A. Zworykin, Materialno-techniczna baza komunizmu, w tomie Na drodze do komunizmu, wyd. Książka i Wiedza, 1961.
***
Pora na podsumowanie podsumowania. W punktach.
1. Systemy typu ChatGPT tworzą tekst na podstawie oceny częstości występowania wyrazów w otoczeniu innych wyrazów w tekstach, na których były trenowane. Korzystają tylko z opisów, które pojawiły się w oceanie tekstów, które przetrawiły. Nie uczą się.
2. Jeżeli chodzi o matematykę, to Apolonia podejmuje się również bardzo specjalistycznych zadań z wysokiej półki. Zgodnie z oczekiwaniami, na ogół zmyśla i konfabuluje, chociaż ma też i tendencję do naśladowania leniwego studenta, piszącego pracę licencjacką albo magisterską: „pisz byle co i poprawiaj tylko to, na co ci profesor zwrócił uwagę. O ile profesor nie dostanie ataku serca, to za dziesiątym podejściem masz już gotową pracę”.
3. Wciąż można natychmiast poznać, że tekst (rozwiązanie zadania) jest przygotowany przez Apolonię. Jeżeli komuś uda się starannie zatrzeć ślady, może to świadczyć, że dany materiał po prostu rozumie. To jest trochę tak, jak ze starannie przygotowaną ściągawką na klasówkę. Samo przygotowanie dużo daje.

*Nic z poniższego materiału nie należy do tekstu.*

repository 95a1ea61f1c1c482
//! Substrate Scheduler Timing Benchmark
//!
//! Runs the timing matrix and prints the report.
//!
//! Usage: `scheduler_benchmark [markdown|json|csv|text] [SIZE ...]`
//! (defaults: `text`, sizes 10 and 100).

use anyhow::{bail, Context};
use substrate_bench::prelude::*;
use substrate_core::bench::DEFAULT_SEED;

fn parse_format(arg: &str) -> anyhow::Result<ReportFormat> {
    Ok(match arg {
        "markdown" | "md" => ReportFormat::Markdown,
        "json" => ReportFormat::Json,
        "csv" => ReportFormat::Csv,
        "text" => ReportFormat::Text,
        other => bail!("unknown report format '{}'", other),
    })
}

fn main() -> anyhow::Result<()> {
    let mut args = std::env::args().skip(1);

    let format = match args.next() {
        Some(arg) => parse_format(&arg)?,
        None => ReportFormat::Text,
    };

    let mut sizes = args
        .map(|s| s.parse::<usize>().with_context(|| format!("invalid size '{}'", s)))
        .collect::<anyhow::Result<Vec<_>>>()?;
    if sizes.is_empty() {
        sizes = vec![10, 100];
    }

    eprintln!("Configuration:");
    eprintln!("  • Sizes: {:?}", sizes);
    eprintln!("  • Families: {:?}", GraphKind::matrix().iter().map(GraphKind::name).collect::<Vec<_>>());
    eprintln!("  • Random seed: {}", DEFAULT_SEED);
    eprintln!();

    let mut suite = BenchSuite::with_seed(DEFAULT_SEED);
    let results = suite.run_matrix(&sizes).context("benchmark run failed")?;

    println!("{}", Reporter::report(&results, format));

    if format == ReportFormat::Markdown {
        let (mapped, plain): (Vec<BenchmarkResult>, Vec<BenchmarkResult>) =
            results.iter().cloned().partition(|r| r.case.pre_mapping);
        println!("{}", Reporter::comparison_report(&plain, &mapped));
        println!("{}", Reporter::size_scaling_report(&plain));
    }

    Ok(())
}
use crate::error::DeclineReason;
use rust_decimal::Decimal;
use serde::{Deserialize, Serialize};
use std::ops::{Add, AddAssign, Sub, SubAssign};

/// Represents a monetary value with cents precision.
///
/// This is a wrapper around `rust_decimal::Decimal` to enforce domain-specific rules
/// and provide type safety for financial calculations.
#[derive(Debug, Clone, Copy, PartialEq, PartialOrd, Default, Serialize, Deserialize)]
#[serde(transparent)]
pub struct Balance(pub Decimal);

impl Balance {
    pub const ZERO: Self = Self(Decimal::ZERO);

    pub fn new(amount: Decimal) -> Self {
        Self(amount)
    }

    pub fn value(&self) -> Decimal {
        self.0
    }
}

// Implement basic arithmetic for Balance to make it a usable Value Object
impl Add for Balance {
    type Output = Self;
    fn add(self, rhs: Self) -> Self::Output {
        Self(self.0 + rhs.0)
    }
}

impl Sub for Balance {
    type Output = Self;
    fn sub(self, rhs: Self) -> Self::Output {
        Self(self.0 - rhs.0)
    }
}

impl AddAssign for Balance {
    fn add_assign(&mut self, rhs: Self) {
        self.0 += rhs.0;
    }
}

impl SubAssign for Balance {
    fn sub_assign(&mut self, rhs: Self) {
        self.0 -= rhs.0;
    }
}

impl std::fmt::Display for Balance {
    fn fmt(&self, f: &mut std::fmt::Formatter<'_>) -> std::fmt::Result {
        self.0.fmt(f)
    }
}

/// The state of the session account.
///
/// Created once per session, mutated only by successful payment authorization
/// or by toggling offline mode. The balance never goes negative.
#[derive(Debug, Serialize, Deserialize, PartialEq, Clone)]
pub struct Account {
    /// Funds available for payments.
    pub balance: Balance,
    /// When set, only contactless (NFC) payments are permitted.
    pub offline_mode: bool,
}

impl Account {
    pub fn new(balance: Balance, offline_mode: bool) -> Self {
        Self {
            balance,
            offline_mode,
        }
    }

    /// Subtracts `amount` from the balance if sufficient funds are available.
    pub fn debit(&mut self, amount: Decimal) -> Result<(), DeclineReason> {
        if self.balance.value() >= amount {
            self.balance -= Balance::new(amount);
            Ok(())
        } else {
            Err(DeclineReason::InsufficientFunds)
        }
    }
}
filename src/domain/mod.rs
pub mod account;
pub mod authorizer;
pub mod card;
pub mod payment;
pub mod ports;
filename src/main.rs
use clap::Parser;
use miette::{IntoDiagnostic, Result};
use neobank::application::engine::PaymentEngine;
use neobank::domain::account::{Account, Balance};
use neobank::domain::payment::PaymentMethod;
use neobank::domain::ports::{LedgerStoreBox, SessionStoreBox};
use neobank::infrastructure::in_memory::{InMemoryLedger, InMemorySessionStore};
use neobank::interfaces::csv::request_reader::RequestReader;
use neobank::interfaces::csv::statement_writer::StatementWriter;
use rust_decimal::Decimal;
use std::fs::File;
use std::io;
use std::path::PathBuf;
use std::time::Duration;

#[derive(Parser)]
#[command(author, version, about, long_about = None)]
struct Cli {
    /// Input payment requests CSV file
    input: PathBuf,

    /// Opening balance for the session account
    #[arg(long, default_value = "12345.67")]
    balance: Decimal,

    /// Start the session in offline mode (only NFC payments allowed)
    #[arg(long)]
    offline: bool,

    /// Simulated contactless listening dwell before an NFC request is submitted
    #[arg(long, default_value_t = 0)]
    nfc_dwell_ms: u64,
}

#[tokio::main]
async fn main() -> Result<()> {
    let cli = Cli::parse();

    let session: SessionStoreBox = Box::new(InMemorySessionStore::new(Account::new(
        Balance::new(cli.balance),
        cli.offline,
    )));
    let ledger: LedgerStoreBox = Box::new(InMemoryLedger::new());
    let engine = PaymentEngine::new(session, ledger);

    let file = File::open(cli.input).into_diagnostic()?;
    let reader = RequestReader::new(file);
    for request_result in reader.requests() {
        match request_result {
            Ok(request) => {
                // The tap dwell is presentation timing only; the authorization
                // itself is identical to the other methods.
                if request.method == PaymentMethod::Nfc && cli.nfc_dwell_ms > 0 {
                    tokio::time::sleep(Duration::from_millis(cli.nfc_dwell_ms)).await;
                }
                if let Err(e) = engine.submit(request).await {
                    eprintln!("Error processing request: {}", e);
                }
            }
            Err(e) => {
                eprintln!("Error reading request: {}", e);
            }
        }
    }

    let statement = engine.into_statement().await.into_diagnostic()?;

    let stdout = io::stdout();
    let mut writer = StatementWriter::new(stdout.lock());
    writer.write_statement(statement).into_diagnostic()?;

    Ok(())
}
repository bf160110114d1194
use thiserror::Error;

/// Reasons a payment request can be declined.
///
/// Every decline is an expected, user-correctable condition. The `Display`
/// messages are the user-facing wording; callers render them directly.
#[derive(Error, Debug, Clone, Copy, PartialEq, Eq)]
pub enum DeclineReason {
    #[error("only contactless (NFC) payments are allowed in offline mode")]
    OfflineRestriction,
    #[error("invalid amount")]
    InvalidAmount,
    #[error("recipient is required for this payment method")]
    MissingRecipient,
    #[error("insufficient balance")]
    InsufficientFunds,
}

#[derive(Error, Debug)]
pub enum PaymentError {
    #[error("payment declined: {0}")]
    Declined(#[from] DeclineReason),
    #[error("CSV error: {0}")]
    Csv(#[from] csv::Error),
    #[error("IO error: {0}")]
    Io(#[from] std::io::Error),
}

pub type Result<T> = std::result::Result<T, PaymentError>;
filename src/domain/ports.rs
use super::account::Account;
use super::payment::Transaction;
use crate::error::Result;
use async_trait::async_trait;

/// Process-scoped session holding exactly one account.
///
/// Stands in for a backend; implementations are injected into the engine,
/// never reached through a global.
#[async_trait]
pub trait SessionStore: Send + Sync {
    async fn load(&self) -> Result<Account>;
    async fn save(&self, account: Account) -> Result<()>;
}

/// Append-only, most-recent-first transaction log for the session account.
#[async_trait]
pub trait LedgerStore: Send + Sync {
    async fn record(&self, tx: Transaction) -> Result<()>;
    async fn statement(&self) -> Result<Vec<Transaction>>;
}

pub type SessionStoreBox = Box<dyn SessionStore>;
pub type LedgerStoreBox = Box<dyn LedgerStore>;
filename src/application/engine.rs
use crate::domain::account::Balance;
use crate::domain::authorizer::authorize;
use crate::domain::payment::{PaymentRequest, Transaction};
use crate::domain::ports::{LedgerStoreBox, SessionStoreBox};
use crate::error::Result;
use chrono::Utc;

/// The main entry point for payment processing.
///
/// `PaymentEngine` owns the session and ledger stores and processes one
/// request to completion before the next one is accepted: every store
/// operation is awaited, so the read-validate-write cycle on the balance is
/// never interleaved with another request.
pub struct PaymentEngine {
    session: SessionStoreBox,
    ledger: LedgerStoreBox,
}

impl PaymentEngine {
    pub fn new(session: SessionStoreBox, ledger: LedgerStoreBox) -> Self {
        Self { session, ledger }
    }

    /// Submits a payment request for authorization.
    ///
    /// On success the account snapshot is saved before the transaction is
    /// recorded: a completed transaction must never reach the ledger unless
    /// its debit landed. A decline leaves both stores untouched and is
    /// returned as a [`crate::error::PaymentError::Declined`] value for the
    /// caller to render.
    pub async fn submit(&self, request: PaymentRequest) -> Result<Transaction> {
        let account = self.session.load().await?;
        let authorization = authorize(&account, &request, Utc::now())?;

        self.session.save(authorization.account).await?;
        self.ledger.record(authorization.transaction.clone()).await?;

        Ok(authorization.transaction)
    }

    /// Flips the account's offline-mode flag.
    pub async fn set_offline_mode(&self, enabled: bool) -> Result<()> {
        let mut account = self.session.load().await?;
        account.offline_mode = enabled;
        self.session.save(account).await
    }

    /// Current balance snapshot.
    pub async fn balance(&self) -> Result<Balance> {
        Ok(self.session.load().await?.balance)
    }

    /// Consumes the engine and returns the ledger, most recent first.
    pub async fn into_statement(self) -> Result<Vec<Transaction>> {
        self.ledger.statement().await
    }
}
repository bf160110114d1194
pub mod in_memory;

4. Najważniejsze. Dzięki Apolonii możemy więcej zyskać, niż stracić. Wymaga to jednak innego podejścia do nauczania, innego doboru zadań, innego stawiania problemów.
***
Zakończę jednak mało optymistycznie. Ryszard Kapuściński (w książce Lapidaria, Czytelnik, 1997 r.) nazywa paradoksem Schella (Jonathan Schell, 1943 – 2014, pisarz i eseista amerykański) zjawisko, że wzrost informacji powoduje zwiększanie się niewiedzy ludzi. „Może i żyjemy w epoce informacji, ale ta informacja najwidoczniej przechowywana jest gdzie indziej niż w umysłach obywateli. Wygląda na to, że podczas gdy komputery są zapchane informacją, w umysłach straszy coraz większa pustka”.